(Stored data entries)
------------

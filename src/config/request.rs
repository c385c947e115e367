use super::{read_descriptor, ConfigError, KeyValues};
use std::path::Path;

const BRANCH_NAME: &str = "branch_name";
const FILE: &str = "file";
const ISSUE_NUMBER: &str = "issue_number";

/// The request object dropped into storage: which branch to work on, where
/// the subject descriptor lives inside the repository and which ticket the
/// change answers.
#[derive(Debug, Clone, PartialEq, Eq)]
pub struct RequestConfig {
    pub branch_name: String,
    pub file: String,
    pub issue_number: String,
}

impl RequestConfig {
    pub fn load(path: &Path) -> Result<Self, ConfigError> {
        let text = read_descriptor(path)?;
        Self::from_key_values(&KeyValues::parse(&text), &path.display().to_string())
    }

    pub fn from_key_values(kv: &KeyValues, origin: &str) -> Result<Self, ConfigError> {
        let mut missing = Vec::new();
        for key in [BRANCH_NAME, FILE, ISSUE_NUMBER] {
            if kv.non_empty(key).is_none() {
                missing.push(key);
            }
        }
        if !missing.is_empty() {
            return Err(ConfigError::InvalidRequest {
                origin: origin.to_string(),
                missing,
            });
        }
        let value = |key: &str| kv.non_empty(key).unwrap_or_default().to_string();
        Ok(Self {
            branch_name: value(BRANCH_NAME),
            file: value(FILE),
            issue_number: value(ISSUE_NUMBER),
        })
    }

    /// Name of the party fragment generated for this request.
    ///
    /// `ato/created_users/20241106-215256_created_user.yaml` becomes
    /// `20241106-215256-party-frag.xml`.
    pub fn party_fragment_file(&self) -> String {
        let base = self.file.rsplit('/').next().unwrap_or(&self.file);
        let stem = match base.rfind("_created") {
            Some(end) => &base[..end],
            None => Path::new(base)
                .file_stem()
                .and_then(|stem| stem.to_str())
                .unwrap_or(base),
        };
        format!("{stem}-party-frag.xml")
    }
}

------------

> WHAT THE EXERCISE ASKS
The required output is the number of lines in the records that contain the word "Result", with nothing added.

> RESPONSE
2